Extracted information: Begin

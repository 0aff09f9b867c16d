//! Promise verification strategies.
//!
//! Every strategy first checks the promise structurally (a standalone
//! `<promise>` line carrying exactly the expected text). Only then does the
//! configured method decide whether the claim is believable.

use std::path::Path;
use std::time::Duration;

use anyhow::{Context, Result};
use regex::RegexBuilder;
use serde::Serialize;
use tracing::{debug, instrument};

use crate::core::promise::{PromiseCheck, check_structure};
use crate::core::types::{MultiStagePolicy, Stage, VerificationMethod};
use crate::io::process::run_shell;

/// Contradiction patterns used when a semantic method lists none.
pub const DEFAULT_CONTRADICTIONS: &[&str] = &[
    r"\bTODO\b",
    r"\bFIXME\b",
    r"not implemented",
    r"tests? fail",
    r"failing tests?",
    r"\bunresolved\b",
];

/// Where the claim was made.
#[derive(Debug, Clone, Copy)]
pub struct VerifyContext<'a> {
    pub task_id: &'a str,
    pub stage: Stage,
    /// Worktree external commands run in.
    pub workdir: &'a Path,
    pub output_limit_bytes: usize,
}

/// Verdict on one promise claim.
#[derive(Debug, Clone, PartialEq, Eq, Serialize)]
pub struct Verification {
    pub passed: bool,
    pub method: String,
    pub reason: String,
}

impl Verification {
    fn pass(method: &str, reason: impl Into<String>) -> Self {
        Self {
            passed: true,
            method: method.to_string(),
            reason: reason.into(),
        }
    }

    fn reject(method: &str, reason: impl Into<String>) -> Self {
        Self {
            passed: false,
            method: method.to_string(),
            reason: reason.into(),
        }
    }
}

/// Judges whether a worker's completion claim is genuine.
///
/// A rejection is a normal verdict, not an error. `Err` means the check itself
/// could not run (e.g. the external command could not be spawned).
pub trait PromiseVerifier: Send + Sync {
    fn verify(&self, output: &str, ctx: &VerifyContext<'_>) -> Result<Verification>;
}

/// Verifier for one expected promise and one configured method.
#[derive(Debug, Clone)]
pub struct MethodVerifier {
    expected: String,
    method: VerificationMethod,
}

impl MethodVerifier {
    pub fn new(expected: impl Into<String>, method: VerificationMethod) -> Self {
        Self {
            expected: expected.into(),
            method,
        }
    }
}

impl PromiseVerifier for MethodVerifier {
    #[instrument(skip_all, fields(task_id = ctx.task_id, stage = %ctx.stage, method = self.method.name()))]
    fn verify(&self, output: &str, ctx: &VerifyContext<'_>) -> Result<Verification> {
        let method = self.method.name();
        match check_structure(output, &self.expected) {
            PromiseCheck::Missing => {
                return Ok(Verification::reject(method, "no standalone promise line"));
            }
            PromiseCheck::Mismatch { found } => {
                return Ok(Verification::reject(
                    method,
                    format!("promise '{found}' does not match '{}'", self.expected),
                ));
            }
            PromiseCheck::Valid => {}
        }
        let verdict = run_method(&self.method, output, ctx)?;
        debug!(passed = verdict.passed, reason = %verdict.reason, "verification finished");
        Ok(verdict)
    }
}

/// Apply `method` to an output whose promise is already structurally valid.
fn run_method(
    method: &VerificationMethod,
    output: &str,
    ctx: &VerifyContext<'_>,
) -> Result<Verification> {
    let name = method.name();
    match method {
        VerificationMethod::StringMatch => Ok(Verification::pass(name, "promise matched")),
        VerificationMethod::Semantic { patterns } => check_semantic(name, patterns, output),
        VerificationMethod::External {
            command,
            expected_exit_code,
            forbidden_output,
            timeout_secs,
        } => {
            let result = run_shell(
                command,
                ctx.workdir,
                Duration::from_secs(*timeout_secs),
                ctx.output_limit_bytes,
            )?;
            if result.timed_out {
                return Ok(Verification::reject(
                    name,
                    format!("`{command}` timed out after {timeout_secs}s"),
                ));
            }
            if result.exit_code() != Some(*expected_exit_code) {
                return Ok(Verification::reject(
                    name,
                    format!(
                        "`{command}` exited with {:?}, expected {expected_exit_code}",
                        result.exit_code()
                    ),
                ));
            }
            if let Some(forbidden) = forbidden_output
                && result.combined_lossy().contains(forbidden.as_str())
            {
                return Ok(Verification::reject(
                    name,
                    format!("`{command}` output contains '{forbidden}'"),
                ));
            }
            Ok(Verification::pass(name, format!("`{command}` succeeded")))
        }
        VerificationMethod::MultiStage { policy, stages } => {
            if stages.is_empty() {
                return Ok(Verification::reject(name, "no stages configured"));
            }
            let mut reasons = Vec::new();
            for (i, stage) in stages.iter().enumerate() {
                let verdict = run_method(stage, output, ctx)?;
                let line = format!("stage {} ({}): {}", i + 1, verdict.method, verdict.reason);
                match (policy, verdict.passed) {
                    (MultiStagePolicy::RequireAll, false) => {
                        return Ok(Verification::reject(name, line));
                    }
                    (MultiStagePolicy::RequireAny, true) => {
                        return Ok(Verification::pass(name, line));
                    }
                    _ => reasons.push(line),
                }
            }
            let joined = reasons.join("; ");
            Ok(match policy {
                MultiStagePolicy::RequireAll => Verification::pass(name, joined),
                MultiStagePolicy::RequireAny => Verification::reject(name, joined),
            })
        }
    }
}

fn check_semantic(name: &str, patterns: &[String], output: &str) -> Result<Verification> {
    let defaults: Vec<String>;
    let patterns = if patterns.is_empty() {
        defaults = DEFAULT_CONTRADICTIONS.iter().map(|p| p.to_string()).collect();
        &defaults
    } else {
        patterns
    };
    for pattern in patterns {
        let re = RegexBuilder::new(pattern)
            .case_insensitive(true)
            .build()
            .with_context(|| format!("compile contradiction pattern '{pattern}'"))?;
        if let Some(found) = re.find(output) {
            return Ok(Verification::reject(
                name,
                format!("output contradicts promise: '{}'", found.as_str()),
            ));
        }
    }
    Ok(Verification::pass(name, "no contradictions found"))
}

Extracted information: End

## Work instructions
Could you say how many lines in the data above contain "instrument"? Reply with the number alone.

## Answer
2